Antifungal activity of fused Mannich ketones triggers an oxidative stress response and is Cap1-dependent in Candida albicans

• Published in: http://www.plosone.org Vol. 4
• Main Authors: Rossignol , Tristan (INRAInstitut Pasteur de Paris, ParisParis(France). USC 2019Dept Genomes & Genet), Kocsis , Bela (Pecs University, Pecs(Hongrie). Dept Med Microbiol & Immunol, Fac Med), Bouquet , Orsolya (Pecs University, Pecs(Hongrie). Inst Bioanal, Fac Med), Kustos , Ildiko (Alder Hey Childrens NHS Fdn Trust, Liverpool, Merseyside(Royaume Uni). Dept Microbiol), Kilar , Ferenc (Pecs University, Pecs(Hongrie). Inst Bioanal, Fac Med), Nyul , Adrien (Pecs University, Pecs(Hongrie). Dept Med Microbiol & Immunol, Fac Med), Jakus , Peter B. (Pecs University, Pecs(Hongrie). Dept Biochem & Med Chem, Fac Med), Rajbhandari , Kshitij (University of North Texas, Ft Worth(Etats-Unis). Hlth Sci Ctr, Dept Mol Biol & Immunol), Prokai , Laszlo (University of North Texas, Ft Worth(Etats-Unis). Hlth Sci Ctr, Dept Mol Biol & Immunol), d'Enfert , Christophe (INRAInstitut Pasteur, ParisParis(France). USC 2019Unite Biol & Pathogenicite Fong, Dept Genomes & Genet), Lorand , Tamas (Pecs University, Pecs(Hongrie). Dept Biochem & Med Chem, Fac Med)
• Format: Publication
• Language: English
• Published: 2013

We investigated the antifungal activity of fused Mannich ketone (FMK) congeners and two of their aminoalcohol derivatives. In particular, FMKs with five-membered saturated rings were shown to have minimum inhibitory concentration (MIC(90)s) ranging from 0.8 to 6 mg/mL toward C. albicans and the closely related C. parapsilosis and C. krusei while having reduced efficacy toward C. glabrata and almost no efficacy against Aspergillus sp. Transcript profiling of C. albicans cells exposed for 30 or 60 min to 2-(morpholinomethyl)-1-indanone, a representative FMK with a five-membered saturated ring, revealed a transcriptional response typical of oxidative stress and similar to that of a C. albicans Cap1 transcriptional activator. Consistently, C. albicans lacking the CAP1 gene was hypersensitive to this FMK, while C. albicans strains overexpressing CAP1 had decreased sensitivity to 2-(morpholinomethyl)-1-indanone.

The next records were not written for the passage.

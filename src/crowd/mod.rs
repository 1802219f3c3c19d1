pub mod aggregate;
pub mod swing;

pub use aggregate::{aggregate_markets, recent_snapshots, write_snapshot, MarketAggregate};
pub use swing::{build_swing_alert, SwingAlert};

Quantitative structure-activity relationship studies revealed a correlation of antifungal potency and the energy of the lowest unoccupied molecular orbital of FMKs and unsaturated Mannich ketones thereby implicating redox cycling-mediated oxidative stress as a mechanism of action. This conclusion was further supported by the loss of antifungal activity upon conversion of representative FMKs to aminoalcohols that were unable to participate in redox cycles.